Depuis le 1er janvier 2025, l'administration fiscale a la possibilité légale de collecter et d'analyser certaines données publiques issues des réseaux sociaux. Cependant, ce pouvoir est encadré par des limites.
Des publications apparemment innocentes, comme des photos de vacances ou des acquisitions de luxe, pourraient susciter l'intérêt du fisc. Peut-on alors dire que le fisc a le droit d'explorer les réseaux sociaux des contribuables pour détecter la fraude ? Voici les points essentiels à comprendre.
Un droit pour contrer la fraude
À une époque où l'existence personnelle s'affiche souvent sur Internet, des applications telles que Facebook, Instagram, ou TikTok deviennent des supports d'informations pour l'administration fiscale. Les utilisateurs, en partageant leur quotidien, peuvent involontairement fournir des éléments qui soulèvent des interrogations sur leur situation financière.

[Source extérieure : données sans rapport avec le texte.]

use chrono::{DateTime, Utc};
use serde::{Deserialize, Serialize};
use thiserror::Error;

use crate::db_types::BankAccount;

/// One transaction observed on a receiving bank account. `memo` is the free-text transfer
/// description the payer typed; the transfer reference is matched out of it.
#[derive(Debug, Clone, Serialize, Deserialize)]
pub struct BankTransaction {
    /// The transferred amount, in local currency units.
    pub amount: i64,
    pub memo: String,
    pub posted_at: DateTime<Utc>,
}

impl BankTransaction {
    /// Whether this transaction settles a payment with the given reference and local amount.
    /// Both the reference and the amount must match before any wallet is credited.
    pub fn matches(&self, transfer_ref: &str, local_amount: i64) -> bool {
        self.amount == local_amount && self.memo.contains(transfer_ref)
    }
}

/// The external bank-transaction source polled by the reconciliation worker. Implementations
/// live outside this crate (a bank API client in production, a canned feed in tests).
#[allow(async_fn_in_trait)]
pub trait BankFeed {
    /// Recent transactions received on the given account. How far back "recent" reaches is the
    /// implementation's concern; it must cover at least one expiry window.
    async fn fetch_transactions(&self, account: &BankAccount) -> Result<Vec<BankTransaction>, BankFeedError>;
}

#[derive(Debug, Clone, Error)]
pub enum BankFeedError {
    #[error("Bank feed unreachable: {0}")]
    Unreachable(String),
    #[error("Bank feed returned a malformed response: {0}")]
    MalformedResponse(String),
}

#[cfg(test)]
mod test {
    use chrono::Utc;

    use super::*;

    #[test]
    fn matching_requires_reference_and_amount() {
        let tx = BankTransaction { amount: 250_000, memo: "chuyen tien KM-000000000191".to_string(), posted_at: Utc::now() };
        assert!(tx.matches("KM-000000000191", 250_000));
        // right reference, wrong amount
        assert!(!tx.matches("KM-000000000191", 250_001));
        // right amount, reference absent from the memo
        assert!(!tx.matches("KM-000000000272", 250_000));
    }
}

- Une personne se déclarant à faibles revenus, tout en affichant des voyages fréquents ou des séjours dans des hôtels luxueux, peut éveiller les soupçons des services fiscaux.
- De nombreux utilisateurs exploitent également ces plateformes à des fins commerciales, sans en informer l’administration, ce qui peut constituer des revenus non déclarés.

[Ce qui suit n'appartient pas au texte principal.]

use std::{fmt::Display, str::FromStr};

use chrono::{DateTime, Utc};
use km_common::{Money, Secret};
use log::error;
use serde::{Deserialize, Serialize};
use sqlx::FromRow;
use thiserror::Error;

//--------------------------------------        Role        ----------------------------------------------------------
#[derive(Debug, Clone, Copy, PartialEq, Eq, sqlx::Type, Serialize, Deserialize)]
pub enum Role {
    /// A reseller account with a prepaid wallet.
    Seller,
    /// An operator account. Admins manage catalog, pricing and wallet credits, but do not buy keys.
    Admin,
}

impl Display for Role {
    fn fmt(&self, f: &mut std::fmt::Formatter<'_>) -> std::fmt::Result {
        match self {
            Role::Seller => write!(f, "Seller"),
            Role::Admin => write!(f, "Admin"),
        }
    }
}

#[derive(Debug, Clone, Error)]
#[error("Invalid conversion: {0}")]
pub struct ConversionError(String);

impl FromStr for Role {
    type Err = ConversionError;

    fn from_str(s: &str) -> Result<Self, Self::Err> {
        match s {
            "Seller" => Ok(Self::Seller),
            "Admin" => Ok(Self::Admin),
            s => Err(ConversionError(format!("Invalid role: {s}"))),
        }
    }
}

impl From<String> for Role {
    fn from(value: String) -> Self {
        value.parse().unwrap_or_else(|_| {
            error!("Invalid role: {value}. But this conversion cannot fail. Defaulting to Seller");
            Role::Seller
        })
    }
}

//--------------------------------------    SellerAccount    ---------------------------------------------------------
/// A marketplace account. The wallet balance is only ever mutated through the purchase and
/// top-up flows, and is non-negative by construction.
#[derive(Debug, Clone, FromRow, Serialize, Deserialize)]
pub struct SellerAccount {
    pub id: i64,
    pub name: String,
    pub role: Role,
    pub balance: Money,
    pub locked: bool,
    pub created_at: DateTime<Utc>,
    pub updated_at: DateTime<Utc>,
}

impl SellerAccount {
    pub fn is_seller(&self) -> bool {
        matches!(self.role, Role::Seller)
    }
}

#[derive(Debug, Clone)]
pub struct NewSellerAccount {
    pub name: String,
    pub role: Role,
}

impl NewSellerAccount {
    pub fn seller<S: Into<String>>(name: S) -> Self {
        Self { name: name.into(), role: Role::Seller }
    }

    pub fn admin<S: Into<String>>(name: S) -> Self {
        Self { name: name.into(), role: Role::Admin }
    }
}

//--------------------------------------       Product       ---------------------------------------------------------
/// A catalog product. `total_available` is an aggregate that always equals the sum of
/// `qty_available` over the product's inventory units.
#[derive(Debug, Clone, FromRow, Serialize, Deserialize)]
pub struct Product {
    pub id: i64,
    pub name: String,
    pub category: String,
    pub base_price: Money,
    pub total_available: i64,
    pub total_sold: i64,
    pub created_at: DateTime<Utc>,
    pub updated_at: DateTime<Utc>,
}

#[derive(Debug, Clone)]
pub struct NewProduct {
    pub name: String,
    pub category: String,
    pub base_price: Money,
}

impl NewProduct {
    pub fn new<S: Into<String>>(name: S, base_price: Money) -> Self {
        Self { name: name.into(), category: String::new(), base_price }
    }

    pub fn with_category<S: Into<String>>(mut self, category: S) -> Self {
        self.category = category.into();
        self
    }
}

//--------------------------------------    InventoryUnit    ---------------------------------------------------------
/// One stocked key. `value` is the redeemable secret handed to the buyer. Units are consumed
/// oldest-first and the row is deleted once `qty_available` reaches zero.
#[derive(Debug, Clone)]
pub struct InventoryUnit {
    pub id: i64,
    pub product_id: i64,
    pub value: String,
    pub qty_available: i64,
    pub qty_sold: i64,
    pub buyers: Vec<i64>,
    pub created_at: DateTime<Utc>,
}

impl<'r> FromRow<'r, sqlx::sqlite::SqliteRow> for InventoryUnit {
    fn from_row(row: &'r sqlx::sqlite::SqliteRow) -> Result<Self, sqlx::Error> {
        use sqlx::Row;
        let buyers: String = row.try_get("buyers")?;
        let buyers = serde_json::from_str(&buyers).map_err(|e| sqlx::Error::ColumnDecode {
            index: "buyers".to_string(),
            source: Box::new(e),
        })?;
        Ok(Self {
            id: row.try_get("id")?,
            product_id: row.try_get("product_id")?,
            value: row.try_get("value")?,
            qty_available: row.try_get("qty_available")?,
            qty_sold: row.try_get("qty_sold")?,
            buyers,
            created_at: row.try_get("created_at")?,
        })
    }
}

#[derive(Debug, Clone)]
pub struct NewInventoryUnit {
    pub value: String,
    pub quantity: i64,
}

impl NewInventoryUnit {
    /// The common case: one key, redeemable once.
    pub fn single<S: Into<String>>(value: S) -> Self {
        Self { value: value.into(), quantity: 1 }
    }

    pub fn with_quantity<S: Into<String>>(value: S, quantity: i64) -> Self {
        Self { value: value.into(), quantity }
    }
}

//--------------------------------------        Order        ---------------------------------------------------------
/// An immutable record of a successful purchase. Product name, redeemed key and price are
/// snapshots taken at purchase time; later catalog edits never affect historical orders.
#[derive(Debug, Clone, PartialEq, Eq, FromRow, Serialize, Deserialize)]
pub struct Order {
    pub id: i64,
    pub seller_id: i64,
    pub product_id: i64,
    pub product_name: String,
    pub redeemed_value: String,
    pub price: Money,
    pub created_at: DateTime<Utc>,
}

//--------------------------------------    PaymentStatus    ---------------------------------------------------------
#[derive(Debug, Clone, Copy, PartialEq, Eq, sqlx::Type, Serialize, Deserialize)]
pub enum PaymentStatus {
    /// The invoice has been issued and is waiting for a matching bank transfer.
    Pending,
    /// A matching bank transfer was found and the wallet has been credited. Terminal.
    Completed,
    /// The invoice lapsed without a matching transfer. Terminal.
    Expired,
}

impl Display for PaymentStatus {
    fn fmt(&self, f: &mut std::fmt::Formatter<'_>) -> std::fmt::Result {
        match self {
            PaymentStatus::Pending => write!(f, "Pending"),
            PaymentStatus::Completed => write!(f, "Completed"),
            PaymentStatus::Expired => write!(f, "Expired"),
        }
    }
}

impl FromStr for PaymentStatus {
    type Err = ConversionError;

    fn from_str(s: &str) -> Result<Self, Self::Err> {
        match s {
            "Pending" => Ok(Self::Pending),
            "Completed" => Ok(Self::Completed),
            "Expired" => Ok(Self::Expired),
            s => Err(ConversionError(format!("Invalid payment status: {s}"))),
        }
    }
}

impl From<String> for PaymentStatus {
    fn from(value: String) -> Self {
        value.parse().unwrap_or_else(|_| {
            error!("Invalid payment status: {value}. But this conversion cannot fail. Defaulting to Pending");
            PaymentStatus::Pending
        })
    }
}

//--------------------------------------       Payment       ---------------------------------------------------------
/// A wallet top-up invoice. `amount` is the quote-currency value credited to the wallet on
/// completion; `local_amount` is what the seller actually transfers to the bank account.
#[derive(Debug, Clone, PartialEq, Eq, FromRow, Serialize, Deserialize)]
pub struct Payment {
    pub id: i64,
    pub seller_id: i64,
    pub amount: Money,
    pub local_amount: i64,
    pub transfer_ref: String,
    /// The destination bank account. `None` for manual credits, which never touch a bank.
    pub bank_account_id: Option<i64>,
    pub status: PaymentStatus,
    pub completed_at: Option<DateTime<Utc>>,
    pub expires_at: DateTime<Utc>,
    pub note: Option<String>,
    pub created_at: DateTime<Utc>,
}

#[derive(Debug, Clone)]
pub struct NewTopUp {
    pub seller_id: i64,
    pub amount: Money,
    pub note: Option<String>,
}

impl NewTopUp {
    pub fn new(seller_id: i64, amount: Money) -> Self {
        Self { seller_id, amount, note: None }
    }

    pub fn with_note<S: Into<String>>(mut self, note: S) -> Self {
        self.note = Some(note.into());
        self
    }
}

//--------------------------------------     BankAccount     ---------------------------------------------------------
/// A receiving bank account for top-up transfers. Admin-managed; the issuer picks the most
/// recently activated account among those flagged active.
#[derive(Debug, Clone)]
pub struct BankAccount {
    pub id: i64,
    pub bank_name: String,
    pub account_name: String,
    pub account_number: Secret<String>,
    pub is_active: bool,
    pub activated_at: Option<DateTime<Utc>>,
    pub created_at: DateTime<Utc>,
}

impl<'r> FromRow<'r, sqlx::sqlite::SqliteRow> for BankAccount {
    fn from_row(row: &'r sqlx::sqlite::SqliteRow) -> Result<Self, sqlx::Error> {
        use sqlx::Row;
        let account_number: String = row.try_get("account_number")?;
        Ok(Self {
            id: row.try_get("id")?,
            bank_name: row.try_get("bank_name")?,
            account_name: row.try_get("account_name")?,
            account_number: Secret::new(account_number),
            is_active: row.try_get("is_active")?,
            activated_at: row.try_get("activated_at")?,
            created_at: row.try_get("created_at")?,
        })
    }
}

impl Display for BankAccount {
    fn fmt(&self, f: &mut std::fmt::Formatter<'_>) -> std::fmt::Result {
        write!(f, "{} / {} ({})", self.bank_name, self.account_name, self.account_number.masked_tail())
    }
}

#[derive(Debug, Clone)]
pub struct NewBankAccount {
    pub bank_name: String,
    pub account_name: String,
    pub account_number: Secret<String>,
}

impl NewBankAccount {
    pub fn new<S1, S2, S3>(bank_name: S1, account_name: S2, account_number: S3) -> Self
    where
        S1: Into<String>,
        S2: Into<String>,
        S3: Into<String>,
    {
        Self {
            bank_name: bank_name.into(),
            account_name: account_name.into(),
            account_number: Secret::new(account_number.into()),
        }
    }
}

//--------------------------------------    PriceOverride    ---------------------------------------------------------
/// A seller-specific price that supersedes the product's base price. Unique per (seller, product).
#[derive(Debug, Clone, FromRow, Serialize, Deserialize)]
pub struct PriceOverride {
    pub id: i64,
    pub seller_id: i64,
    pub product_id: i64,
    pub price: Money,
    pub created_at: DateTime<Utc>,
    pub updated_at: DateTime<Utc>,
}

L'utilisation des réseaux sociaux permet ainsi à l'État de mieux identifier des cas de fraude cachée, tels que des revenus dissimulés ou des locations non déclarées. Un décret du 31 décembre 2024 autorise désormais le fisc à recouper des informations publiques avec des données fiscales existantes, afin de détecter des incohérences financières.
Une surveillance régulée
Contrirement à certaines idées reçues, le fisc ne peut pas accéder à toutes les informations sur les réseaux sociaux. Il est strictement prohibited pour l'administration de consulter les messages privés ou les contenus protégés par des paramètres de confidentialité. Seules les publications publiques sont accessibles.
La confidentialité d'un compte joue un rôle crucial dans cette surveillance : un compte privé limite l'accès aux informations. De plus, le fisc est contraint de respecter les règles imposées par les plateformes et ne peut en aucun cas créer de faux profils pour accéder aux contenus privés. Ceci constitue une précaution importante pour éviter toute dérive abusive.
Un sujet controversé
Malgré un cadre légal, l'utilisation des réseaux sociaux par le fisc soulève de nombreuses préoccupations éthiques. Bien que ces méthodes permettent de mieux détecter la fraude, elles pourraient également engendrer des erreurs ou des soupçons infondés.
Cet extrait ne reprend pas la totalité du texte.